PDM was long time a step child for many CAD systems. To deal with CAD files, their relationships and dependencies including multiple revisions of document was complex and painful. So, many customers just gave up and stored files on shared drives. It was okay until the our life was disrupted by a new way to get work done – online, connected, collaborative.
The initial intent of collaborative cloud systems was to solve the problem of collaboration and data sharing. The idea to provide a value on top of existing CAD desktop file systems was interested. So, specialized cloud CAD file sharing and collaboration systems got focus and attention.
At the same time, CAD vendors got to think about longer term solutions. CATIA was one of the first systems that announced the disconnect from a traditional file systems. I posted about that few years ago – The future of CAD without files.
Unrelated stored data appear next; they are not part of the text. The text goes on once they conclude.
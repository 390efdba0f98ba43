// src/handlers.rs
use serde::{Deserialize, Serialize};

// ==================== COMMON STRUCTURES ====================

#[derive(Debug, Serialize, Deserialize)]
pub struct ApiResponse<T> {
    pub success: bool,
    pub data: Option<T>,
    pub message: Option<String>,
}

impl<T> ApiResponse<T> {
    pub fn success(data: T) -> Self {
        Self {
            success: true,
            data: Some(data),
            message: None,
        }
    }

    pub fn success_with_message(data: T, message: String) -> Self {
        Self {
            success: true,
            data: Some(data),
            message: Some(message),
        }
    }
}

#[derive(Debug, Serialize, Deserialize)]
#[serde(rename_all = "camelCase")]
pub struct PaginatedResponse<T> {
    pub data: Vec<T>,
    pub total: i64,
    pub page: i64,
    pub total_pages: i64,
}

impl<T> PaginatedResponse<T> {
    pub fn new(data: Vec<T>, total: i64, page: i64, limit: i64) -> Self {
        let total_pages = if limit > 0 { (total + limit - 1) / limit } else { 0 };
        Self {
            data,
            total,
            page,
            total_pages,
        }
    }
}

#[derive(Debug, Deserialize, Default)]
pub struct PaginationQuery {
    pub page: Option<i64>,
    pub limit: Option<i64>,
    pub search: Option<String>,
}

impl PaginationQuery {
    /// `(page, limit, offset)` with page >= 1 and limit in 1..=100.
    pub fn normalize(&self) -> (i64, i64, i64) {
        let page = self.page.unwrap_or(1).max(1);
        let limit = self.limit.unwrap_or(10).clamp(1, 100);
        let offset = (page - 1) * limit;
        (page, limit, offset)
    }

    /// `%term%` for LIKE filters, `None` when the search box is empty.
    pub fn search_pattern(&self) -> Option<String> {
        self.search
            .as_deref()
            .map(str::trim)
            .filter(|s| !s.is_empty())
            .map(|s| format!("%{}%", s))
    }
}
These days, the race towards cloud CAD is accelerating development of data management and CAD collaboration technologies for the cloud. Few weeks ago, I shared some of my thoughts about importance of PDM technologies for cloud CAD. Cloud CAD vendors are clear about their intent to make PDM part of their core product technology.
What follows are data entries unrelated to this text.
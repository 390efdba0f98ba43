// src/auth_handlers.rs - Authentication route handlers

use actix_web::{web, HttpRequest, HttpResponse};
use std::sync::Arc;
use validator::Validate;

use crate::auth::{get_current_user, AuthService, LoginRequest, LoginResponse};
use crate::error::{ApiError, ApiResult};
use crate::handlers::ApiResponse;
use crate::models::{User, UserInfo};
use crate::AppState;

pub async fn login(
    app_state: web::Data<Arc<AppState>>,
    auth_service: web::Data<Arc<AuthService>>,
    request: web::Json<LoginRequest>,
) -> ApiResult<HttpResponse> {
    request.validate()?;

    let invalid = || ApiError::AuthError("Invalid email or password".to_string());

    let user = User::find_by_email(&app_state.db_pool, &request.email)
        .await?
        .ok_or_else(invalid)?;

    if !auth_service.verify_password(&request.password, &user.password_hash) {
        log::warn!("Failed login attempt for {}", user.email);
        return Err(invalid());
    }

    if !user.is_active() {
        return Err(ApiError::AuthError("Account is inactive".to_string()));
    }

    let token = auth_service.generate_token(&user)?;

    log::info!("User {} logged in successfully", user.email);

    let response = LoginResponse {
        token,
        user: user.into(),
    };

    Ok(HttpResponse::Ok().json(ApiResponse::success_with_message(
        response,
        "Login successful".to_string(),
    )))
}

pub async fn get_profile(
    app_state: web::Data<Arc<AppState>>,
    http_request: HttpRequest,
) -> ApiResult<HttpResponse> {
    let claims = get_current_user(&http_request)?;
    let user = User::find_by_id(&app_state.db_pool, &claims.sub).await?;

    if !user.is_active() {
        return Err(ApiError::Unauthorized("Account is inactive".to_string()));
    }

    Ok(HttpResponse::Ok().json(ApiResponse::success(UserInfo::from(user))))
}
My attention caught Autodesk Fusion360 article – Fusion System Architecture Changes Coming in the Next Release – Why and What. Read it, because it contains some very interesting pieces of information about how files are going to disappear into future cloud infrastructure. Here is the passage I captured:
With the coming release of Fusion, we will be introducing significant changes to Fusion Cloud Service architecture that lays a strong foundation on which we can build an environment that is rich in WIP DM. As part of this change, we are introducing the Autodesk Work In Progress Cloud Service which is designed to model and manage complex relationships that are associated with a design. The service is highly scalable, highly available and optimized for performance. Another important change in the February release is significant improvements to the Fusion Object Storage Service. Taken together, these changes will result in immediate benefits in the way of performance gains and high reliability in the Fusion upload and download data pipeline, and allow the Fusion team to deliver rich DM workflows in subsequent releases.
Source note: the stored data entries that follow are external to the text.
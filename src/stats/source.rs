// src/stats/source.rs
//! Optimized report sources.
//!
//! An optimized source never fails the request: any error reading it is turned
//! into [`Attempt::Unavailable`], which the facade answers by recomputing the
//! report from the primitive tables.

use async_trait::async_trait;
use sqlx::SqlitePool;

use super::reports::{EquipmentSummary, MaintenanceDetail, ReportKind, SystemStats};

/// Outcome of reading a precomputed source.
#[derive(Debug, Clone, PartialEq)]
pub enum Attempt<T> {
    Ready(T),
    Unavailable(String),
}

impl<T> Attempt<T> {
    fn from_query(report: ReportKind, result: Result<T, sqlx::Error>) -> Self {
        match result {
            Ok(data) => Attempt::Ready(data),
            Err(err) => Attempt::Unavailable(format!("{}: {}", report.view_name(), err)),
        }
    }

    pub fn is_ready(&self) -> bool {
        matches!(self, Attempt::Ready(_))
    }
}

#[async_trait]
pub trait OptimizedSource: Send + Sync {
    async fn system_stats(&self) -> Attempt<SystemStats>;

    async fn equipment_summary(&self, limit: i64) -> Attempt<Vec<EquipmentSummary>>;

    async fn maintenance_detail(&self, equipo_id: Option<&str>, limit: i64) -> Attempt<Vec<MaintenanceDetail>>;

    async fn pending_maintenance(&self) -> Attempt<Vec<MaintenanceDetail>>;
}

/// Reads the `v_*` views installed by the migrations.
#[derive(Clone)]
pub struct ViewSource {
    pool: SqlitePool,
}

impl ViewSource {
    pub fn new(pool: SqlitePool) -> Self {
        Self { pool }
    }
}

#[async_trait]
impl OptimizedSource for ViewSource {
    async fn system_stats(&self) -> Attempt<SystemStats> {
        let result = sqlx::query_as::<_, SystemStats>("SELECT * FROM v_estadisticas_sistema")
            .fetch_optional(&self.pool)
            .await;

        match Attempt::from_query(ReportKind::SystemStats, result) {
            Attempt::Ready(Some(stats)) => Attempt::Ready(stats),
            Attempt::Ready(None) => Attempt::Unavailable("v_estadisticas_sistema returned no rows".to_string()),
            Attempt::Unavailable(reason) => Attempt::Unavailable(reason),
        }
    }

    async fn equipment_summary(&self, limit: i64) -> Attempt<Vec<EquipmentSummary>> {
        let result = sqlx::query_as::<_, EquipmentSummary>(
            "SELECT * FROM v_equipos_resumen ORDER BY nombre ASC, id ASC LIMIT ?"
        )
            .bind(limit)
            .fetch_all(&self.pool)
            .await;
        Attempt::from_query(ReportKind::EquiposSummary, result)
    }

    async fn maintenance_detail(&self, equipo_id: Option<&str>, limit: i64) -> Attempt<Vec<MaintenanceDetail>> {
        let result = match equipo_id {
            Some(equipo_id) => {
                sqlx::query_as::<_, MaintenanceDetail>(
                    r#"SELECT * FROM v_mantenimientos_detalle
                       WHERE equipo_id = ?
                       ORDER BY julianday(fecha) DESC, id ASC
                       LIMIT ?"#
                )
                    .bind(equipo_id)
                    .bind(limit)
                    .fetch_all(&self.pool)
                    .await
            }
            None => {
                sqlx::query_as::<_, MaintenanceDetail>(
                    r#"SELECT * FROM v_mantenimientos_detalle
                       ORDER BY julianday(fecha) DESC, id ASC
                       LIMIT ?"#
                )
                    .bind(limit)
                    .fetch_all(&self.pool)
                    .await
            }
        };
        Attempt::from_query(ReportKind::MantenimientosDetalle, result)
    }

    async fn pending_maintenance(&self) -> Attempt<Vec<MaintenanceDetail>> {
        let result = sqlx::query_as::<_, MaintenanceDetail>(
            r#"SELECT * FROM v_equipos_mantenimiento_pendiente
               ORDER BY julianday(fecha_proximo_manto) ASC, id ASC"#
        )
            .fetch_all(&self.pool)
            .await;
        Attempt::from_query(ReportKind::EquiposPendientes, result)
    }
}

#[cfg(test)]
mod tests {
    use super::*;
    use crate::db::drop_report_views;
    use crate::models::{Estado, Rol};
    use crate::test_support::*;
    use chrono::{Duration, Utc};

    #[actix_rt::test]
    async fn test_missing_views_are_unavailable_not_errors() {
        let pool = memory_pool(false).await;
        let source = ViewSource::new(pool);

        match source.system_stats().await {
            Attempt::Unavailable(reason) => assert!(reason.contains("v_estadisticas_sistema")),
            other => panic!("expected Unavailable, got {:?}", other),
        }
        assert!(!source.equipment_summary(10).await.is_ready());
        assert!(!source.maintenance_detail(None, 20).await.is_ready());
        assert!(!source.maintenance_detail(Some("x"), 20).await.is_ready());
        assert!(!source.pending_maintenance().await.is_ready());
    }

    #[actix_rt::test]
    async fn test_views_serve_reports() {
        let pool = memory_pool(true).await;
        let tecnico = insert_user(&pool, "tecnico@hospital.com", Rol::Tecnico, Estado::Activo).await;
        let monitor = insert_equipment(&pool, "Monitor", Estado::Activo).await;
        insert_equipment(&pool, "Baja", Estado::Inactivo).await;
        let now = Utc::now();
        insert_maintenance(&pool, &monitor, &tecnico, now - Duration::days(1), Some(now + Duration::days(5)), Estado::Activo).await;
        insert_maintenance(&pool, &monitor, &tecnico, now - Duration::days(3), Some(now + Duration::days(90)), Estado::Activo).await;

        let source = ViewSource::new(pool.clone());

        let stats = match source.system_stats().await {
            Attempt::Ready(stats) => stats,
            other => panic!("expected Ready, got {:?}", other),
        };
        assert_eq!(stats.total_equipos, 2);
        assert_eq!(stats.equipos_activos, 1);
        assert_eq!(stats.total_mantenimientos, 2);
        assert_eq!(stats.mantenimientos_pendientes, 1);

        match source.equipment_summary(10).await {
            Attempt::Ready(rows) => {
                assert_eq!(rows.len(), 1);
                assert_eq!(rows[0].total_mantenimientos, 2);
            }
            other => panic!("expected Ready, got {:?}", other),
        }

        match source.pending_maintenance().await {
            Attempt::Ready(rows) => {
                assert_eq!(rows.len(), 1);
                assert_eq!(rows[0].equipo_nombre, "Monitor");
            }
            other => panic!("expected Ready, got {:?}", other),
        }

        drop_report_views(&pool).await.unwrap();
        assert!(!source.system_stats().await.is_ready());
    }
}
Another article from Fusion360 blog brings an excellent explanation what these date services mean for end user. These are functions that belonging to PDM system in a traditional file based CAD / PDM setup.
…it solves so many common design problems that we’ve heard from the community, both in Fusion 360 and other programs, and improves workflows for both teams and single designers. Branching and merging lets you easily:Work in parallel with other members of your team. Explore changes or alternatives to a project and keep changes that make sense while leaving behind changes that don’t. Understand how your project evolved over time and what decisions were made (and why). Restore or reuse any design(s) in your project from any point in your project. Use any point in your project as a starting point for a different project.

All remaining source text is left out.